Раз в пьесе, полученной от него, письмо попалось: писал он сам автору, что пьеса поставлена быть не может по независящим обстоятельствам. Конечно, зачем чужую ставить, когда своя есть! Через два дня я эту пьесу перелицевал, через месяц играли ее, а фарс с найденным письмом отослали автору обратно в тот же день, когда я возвратил его.

Мой собеседник увлекся.

– И сколько пьес я для него переделал! И как это просто! Возьмешь, это самое, новенькую пьесу, прочитаешь и первое дело даешь ей подходящее название. Например, автор назвал пьесу «В руках», а я сейчас – «В рукавицах», или назовет автор – «Рыболов», а я – «На рыбной ловле». Переменишь название, принимаешься за действующих лиц. Даешь имена, какие только в голову взбредут, только бы на французские походили. Взбрело в голову первое попавшееся слово, и сейчас его на французское. Маленьких персонажей перешиваешь по‑своему: итальянца делаешь греком, англичанина – американцем, лакея – горничной… А чтобы пьесу совсем нельзя было узнать, вставишь автомата или попугая. Попугай или автомат на сцене, а нужные слова за него говорят за кулисами. Ну‑с, с действующими лицами покончишь, декорации и обстановку переиначишь. Теперь надо изменять по‑своему каждую фразу и перетасовывать явления. Придумываешь эффектный конец, соль оригинала заменяешь сальцем, и пьеса готова.

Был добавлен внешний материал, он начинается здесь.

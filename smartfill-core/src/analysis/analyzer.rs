use std::time::Instant;

use image::{imageops::FilterType, DynamicImage, GenericImageView, RgbImage};
use tracing::{debug, instrument};

use super::color::extract_color_profile;
use super::composition::extract_composition_profile;
use crate::config::SmartFillConfig;
use crate::error::{Result, SmartFillError};
use crate::face::ModelHandle;
use crate::library::ImageRef;
use crate::model::PhotoAnalysis;

/// One photo to analyze.
#[derive(Debug, Clone)]
pub struct AnalysisInput {
    pub photo_id: String,
    pub image: ImageRef,
    /// Declared dimensions; orientation is derived from these, not the bitmap.
    pub width: u32,
    pub height: u32,
    pub detect_faces: bool,
}

/// Decode, downscale and extract features for one photo at a time.
#[derive(Debug, Clone)]
pub struct PhotoAnalyzer {
    analysis_size: u32,
    edge_band: u32,
    sample_step: u32,
    face_model: ModelHandle,
}

impl PhotoAnalyzer {
    pub fn new(config: &SmartFillConfig, face_model: ModelHandle) -> Self {
        Self {
            analysis_size: config.analysis_size,
            edge_band: config.edge_band,
            sample_step: config.sample_step,
            face_model,
        }
    }

    pub fn face_model(&self) -> &ModelHandle {
        &self.face_model
    }

    /// Analyze one photo. The image reference is consumed and released as
    /// soon as it has been decoded.
    #[instrument(level = "debug", skip(self, input), fields(photo_id = %input.photo_id))]
    pub fn analyze(&self, input: AnalysisInput) -> Result<PhotoAnalysis> {
        let start = Instant::now();
        let AnalysisInput {
            photo_id,
            image,
            width,
            height,
            detect_faces,
        } = input;

        let decoded = decode(&photo_id, image)?;
        let pixels = self.downscale(decoded);

        let color_profile = extract_color_profile(&pixels, self.sample_step);
        let composition_profile =
            extract_composition_profile(width, height, &pixels, self.edge_band);
        let face_detection = detect_faces.then(|| self.face_model.detect(&pixels));

        debug!(
            elapsed_ms = start.elapsed().as_millis() as u64,
            faces = face_detection.as_ref().map(|f| f.face_count),
            "Photo analyzed"
        );

        Ok(PhotoAnalysis::new(
            photo_id,
            color_profile,
            composition_profile,
            face_detection,
        ))
    }

    /// Shrink so the longest edge is at most `analysis_size`. Never upscales.
    fn downscale(&self, image: DynamicImage) -> RgbImage {
        let (w, h) = image.dimensions();
        if w.max(h) <= self.analysis_size {
            return image.into_rgb8();
        }
        let resized = image.resize(self.analysis_size, self.analysis_size, FilterType::Triangle);
        drop(image);
        resized.into_rgb8()
    }
}

fn decode(photo_id: &str, image: ImageRef) -> Result<DynamicImage> {
    let decoded = match &image {
        ImageRef::Path(path) => image::open(path),
        ImageRef::Bytes(bytes) => image::load_from_memory(bytes),
    };
    drop(image);

    decoded.map_err(|e| SmartFillError::DecodeFailure {
        photo_id: photo_id.to_string(),
        reason: e.to_string(),
    })
}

Он сразу впал в минорный тон.

– Обворовываю талантливых авторов! Ведь на это я пошел, когда меня с квартиры гнали… А потом привык. Я из‑за куска хлеба, а тот имя свое на пьесах выставляет, слава и богатство у него. Гонорары авторские лопатой гребет, на рысаках ездит… А я? Расходы все мои, получаю за пьесу двадцать рублей, из них пять рублей переписчикам… Опохмеляю их, оголтелых, чаем пою… Пока не опохмелишь, руки‑то у них ходуном ходят…

Он много еще говорил и взял с меня слово обязательно посетить его.

– Мы только с женой вдвоем. Она – бывшая провинциальная артистка, драматическая инженю. Завтра я свободен, заказов пока нет, Итак, завтра в час дня.

– Даю слово.

На другой день я спускался в подвальный этаж домишка рядом с трактиром «Молдавия», на Живодерке, в квартиру Глазова.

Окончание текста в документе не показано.